> EXERCISE
Can you print every record below exactly as written?

> GIVEN DATA
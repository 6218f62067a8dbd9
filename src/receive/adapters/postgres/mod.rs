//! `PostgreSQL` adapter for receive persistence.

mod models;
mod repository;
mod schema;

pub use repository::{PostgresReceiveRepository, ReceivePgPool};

> WORKED SOLUTION
repository 6218f62067a8dbd9
filename src/receive/adapters/postgres/mod.rs
//! `PostgreSQL` adapter for receive persistence.

mod models;
mod repository;
mod schema;

pub use repository::{PostgresReceiveRepository, ReceivePgPool};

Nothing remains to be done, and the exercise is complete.